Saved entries
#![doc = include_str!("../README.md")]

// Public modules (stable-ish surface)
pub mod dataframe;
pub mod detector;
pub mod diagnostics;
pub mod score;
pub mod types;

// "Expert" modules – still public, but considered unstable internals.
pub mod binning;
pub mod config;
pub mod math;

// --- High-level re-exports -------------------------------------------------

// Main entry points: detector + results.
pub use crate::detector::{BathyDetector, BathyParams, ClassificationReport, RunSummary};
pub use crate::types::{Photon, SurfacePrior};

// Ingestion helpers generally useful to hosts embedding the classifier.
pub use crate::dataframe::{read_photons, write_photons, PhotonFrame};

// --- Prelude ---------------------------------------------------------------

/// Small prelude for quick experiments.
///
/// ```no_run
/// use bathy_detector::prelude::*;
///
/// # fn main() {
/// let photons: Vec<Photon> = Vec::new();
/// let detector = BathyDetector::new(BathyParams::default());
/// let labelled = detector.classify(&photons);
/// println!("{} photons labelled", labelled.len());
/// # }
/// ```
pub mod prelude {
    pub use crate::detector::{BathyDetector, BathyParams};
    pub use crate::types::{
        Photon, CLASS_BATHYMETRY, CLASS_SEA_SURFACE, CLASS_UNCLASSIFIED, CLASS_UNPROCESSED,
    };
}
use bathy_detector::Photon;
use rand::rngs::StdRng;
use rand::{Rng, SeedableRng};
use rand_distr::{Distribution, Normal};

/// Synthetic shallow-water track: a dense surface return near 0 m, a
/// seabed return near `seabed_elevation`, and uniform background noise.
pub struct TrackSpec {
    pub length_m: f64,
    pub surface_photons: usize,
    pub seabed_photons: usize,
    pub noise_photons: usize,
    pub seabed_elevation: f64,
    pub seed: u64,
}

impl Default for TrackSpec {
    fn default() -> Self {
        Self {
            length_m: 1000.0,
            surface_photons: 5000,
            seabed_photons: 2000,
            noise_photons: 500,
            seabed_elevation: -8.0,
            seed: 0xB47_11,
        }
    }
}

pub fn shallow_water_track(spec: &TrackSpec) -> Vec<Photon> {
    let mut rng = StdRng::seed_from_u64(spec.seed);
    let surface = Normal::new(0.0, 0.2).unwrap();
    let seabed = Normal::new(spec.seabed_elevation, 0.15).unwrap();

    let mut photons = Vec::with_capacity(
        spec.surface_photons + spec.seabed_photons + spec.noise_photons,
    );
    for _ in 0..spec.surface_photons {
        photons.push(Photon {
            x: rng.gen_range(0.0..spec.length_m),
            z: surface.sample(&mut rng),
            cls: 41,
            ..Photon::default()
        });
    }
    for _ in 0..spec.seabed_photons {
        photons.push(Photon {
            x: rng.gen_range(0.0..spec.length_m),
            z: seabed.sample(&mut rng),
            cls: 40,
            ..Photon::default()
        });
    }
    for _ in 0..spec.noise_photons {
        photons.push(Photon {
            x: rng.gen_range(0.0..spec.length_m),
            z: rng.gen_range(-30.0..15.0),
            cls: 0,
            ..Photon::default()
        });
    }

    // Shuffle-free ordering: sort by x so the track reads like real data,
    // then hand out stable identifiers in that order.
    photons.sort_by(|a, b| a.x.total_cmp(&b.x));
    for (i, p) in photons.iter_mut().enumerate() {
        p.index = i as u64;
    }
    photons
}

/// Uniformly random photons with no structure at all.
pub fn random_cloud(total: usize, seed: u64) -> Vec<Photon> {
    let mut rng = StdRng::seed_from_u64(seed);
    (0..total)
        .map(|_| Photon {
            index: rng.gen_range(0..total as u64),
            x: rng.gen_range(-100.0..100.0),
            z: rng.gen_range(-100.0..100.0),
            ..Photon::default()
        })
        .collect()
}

==

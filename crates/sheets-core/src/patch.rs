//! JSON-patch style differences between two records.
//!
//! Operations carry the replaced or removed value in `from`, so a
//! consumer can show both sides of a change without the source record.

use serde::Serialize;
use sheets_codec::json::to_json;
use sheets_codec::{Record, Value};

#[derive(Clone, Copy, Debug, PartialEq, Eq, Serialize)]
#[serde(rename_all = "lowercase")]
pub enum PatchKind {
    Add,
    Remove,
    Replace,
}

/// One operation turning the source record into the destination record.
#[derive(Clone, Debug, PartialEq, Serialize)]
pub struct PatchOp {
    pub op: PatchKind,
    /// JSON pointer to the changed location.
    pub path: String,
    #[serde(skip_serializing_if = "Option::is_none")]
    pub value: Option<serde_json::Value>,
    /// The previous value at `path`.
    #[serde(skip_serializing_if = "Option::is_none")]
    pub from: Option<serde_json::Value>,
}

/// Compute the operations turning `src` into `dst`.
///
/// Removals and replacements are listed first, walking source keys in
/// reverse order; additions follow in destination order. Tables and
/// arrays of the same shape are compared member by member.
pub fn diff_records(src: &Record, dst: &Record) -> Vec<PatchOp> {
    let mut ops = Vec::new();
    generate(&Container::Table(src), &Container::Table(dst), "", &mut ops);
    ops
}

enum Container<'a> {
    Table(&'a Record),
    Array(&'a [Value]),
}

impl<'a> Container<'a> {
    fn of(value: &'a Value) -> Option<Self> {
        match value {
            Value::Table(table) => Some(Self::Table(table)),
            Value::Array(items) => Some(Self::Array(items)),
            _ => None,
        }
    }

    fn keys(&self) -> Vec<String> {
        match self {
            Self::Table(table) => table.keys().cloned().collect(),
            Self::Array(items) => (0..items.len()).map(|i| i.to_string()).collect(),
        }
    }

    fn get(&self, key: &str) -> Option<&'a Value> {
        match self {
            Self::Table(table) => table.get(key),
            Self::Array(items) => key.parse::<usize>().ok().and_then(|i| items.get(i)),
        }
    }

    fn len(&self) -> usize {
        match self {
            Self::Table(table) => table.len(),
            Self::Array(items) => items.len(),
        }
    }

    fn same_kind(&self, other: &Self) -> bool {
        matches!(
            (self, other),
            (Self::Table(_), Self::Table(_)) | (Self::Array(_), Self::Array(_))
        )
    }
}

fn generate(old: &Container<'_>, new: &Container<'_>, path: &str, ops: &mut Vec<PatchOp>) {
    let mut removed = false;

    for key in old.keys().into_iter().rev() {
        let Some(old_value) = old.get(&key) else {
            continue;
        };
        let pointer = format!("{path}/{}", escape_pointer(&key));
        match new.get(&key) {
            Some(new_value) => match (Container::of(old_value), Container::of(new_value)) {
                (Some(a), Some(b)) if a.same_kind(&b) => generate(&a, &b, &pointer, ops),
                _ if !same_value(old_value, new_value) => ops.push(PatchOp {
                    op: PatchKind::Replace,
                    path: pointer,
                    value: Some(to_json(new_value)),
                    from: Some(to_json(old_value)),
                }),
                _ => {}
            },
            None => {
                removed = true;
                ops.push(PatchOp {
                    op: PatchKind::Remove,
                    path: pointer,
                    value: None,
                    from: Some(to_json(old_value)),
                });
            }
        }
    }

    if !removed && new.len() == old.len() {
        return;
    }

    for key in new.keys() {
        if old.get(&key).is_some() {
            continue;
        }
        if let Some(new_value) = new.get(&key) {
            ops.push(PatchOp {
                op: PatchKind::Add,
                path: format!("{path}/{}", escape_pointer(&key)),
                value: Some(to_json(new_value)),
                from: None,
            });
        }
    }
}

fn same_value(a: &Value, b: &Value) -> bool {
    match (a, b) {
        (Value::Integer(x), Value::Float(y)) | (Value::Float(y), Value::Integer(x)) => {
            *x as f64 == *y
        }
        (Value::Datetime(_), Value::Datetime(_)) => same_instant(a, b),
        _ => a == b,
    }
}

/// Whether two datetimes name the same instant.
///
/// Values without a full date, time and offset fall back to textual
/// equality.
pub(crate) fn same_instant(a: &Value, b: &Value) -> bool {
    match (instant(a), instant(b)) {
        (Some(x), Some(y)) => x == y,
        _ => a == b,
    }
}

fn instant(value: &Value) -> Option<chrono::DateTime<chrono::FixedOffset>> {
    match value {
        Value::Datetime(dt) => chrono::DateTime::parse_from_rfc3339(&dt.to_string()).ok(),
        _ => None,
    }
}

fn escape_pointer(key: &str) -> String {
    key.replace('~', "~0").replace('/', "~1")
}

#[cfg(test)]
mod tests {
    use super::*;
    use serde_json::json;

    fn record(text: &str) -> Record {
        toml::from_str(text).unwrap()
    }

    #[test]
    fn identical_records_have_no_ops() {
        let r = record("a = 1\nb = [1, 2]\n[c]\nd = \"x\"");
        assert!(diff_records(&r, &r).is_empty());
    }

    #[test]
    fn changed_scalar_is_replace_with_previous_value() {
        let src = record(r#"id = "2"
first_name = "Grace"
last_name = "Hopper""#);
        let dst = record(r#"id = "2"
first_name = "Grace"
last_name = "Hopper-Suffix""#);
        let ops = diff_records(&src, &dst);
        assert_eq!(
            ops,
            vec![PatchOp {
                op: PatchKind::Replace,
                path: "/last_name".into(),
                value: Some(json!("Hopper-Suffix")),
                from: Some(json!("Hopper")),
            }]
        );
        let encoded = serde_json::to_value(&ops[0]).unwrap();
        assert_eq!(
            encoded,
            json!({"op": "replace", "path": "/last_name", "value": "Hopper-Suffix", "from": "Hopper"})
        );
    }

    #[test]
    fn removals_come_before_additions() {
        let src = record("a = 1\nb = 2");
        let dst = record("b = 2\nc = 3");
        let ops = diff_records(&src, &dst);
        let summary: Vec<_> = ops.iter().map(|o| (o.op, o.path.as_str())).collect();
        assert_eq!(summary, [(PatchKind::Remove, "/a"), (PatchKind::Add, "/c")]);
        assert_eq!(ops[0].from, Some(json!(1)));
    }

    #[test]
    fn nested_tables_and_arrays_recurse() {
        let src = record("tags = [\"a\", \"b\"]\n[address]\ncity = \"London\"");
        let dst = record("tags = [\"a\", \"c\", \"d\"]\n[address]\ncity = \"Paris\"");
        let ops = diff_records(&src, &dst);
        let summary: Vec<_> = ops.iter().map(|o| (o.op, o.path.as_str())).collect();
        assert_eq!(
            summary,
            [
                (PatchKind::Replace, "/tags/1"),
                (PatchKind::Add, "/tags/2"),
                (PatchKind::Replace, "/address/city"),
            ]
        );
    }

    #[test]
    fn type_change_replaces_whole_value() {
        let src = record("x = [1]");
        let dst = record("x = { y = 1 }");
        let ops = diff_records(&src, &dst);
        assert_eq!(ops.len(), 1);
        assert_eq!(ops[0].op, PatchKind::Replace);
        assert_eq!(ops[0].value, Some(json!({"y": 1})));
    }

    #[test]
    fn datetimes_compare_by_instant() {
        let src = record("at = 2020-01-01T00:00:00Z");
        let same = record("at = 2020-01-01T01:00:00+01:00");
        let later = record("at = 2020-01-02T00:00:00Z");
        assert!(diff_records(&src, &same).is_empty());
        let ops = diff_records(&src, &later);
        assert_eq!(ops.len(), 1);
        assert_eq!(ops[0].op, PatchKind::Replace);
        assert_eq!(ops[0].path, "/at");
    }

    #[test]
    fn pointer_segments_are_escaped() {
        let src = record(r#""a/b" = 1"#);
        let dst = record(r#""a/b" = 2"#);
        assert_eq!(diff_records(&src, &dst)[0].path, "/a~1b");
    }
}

Directions for this task:
Extract every line from the records above that contains the word "Suffix".

Solution to the exercise:
last_name = "Hopper-Suffix""#);
                value: Some(json!("Hopper-Suffix")),
            json!({"op": "replace", "path": "/last_name", "value": "Hopper-Suffix", "from": "Hopper"})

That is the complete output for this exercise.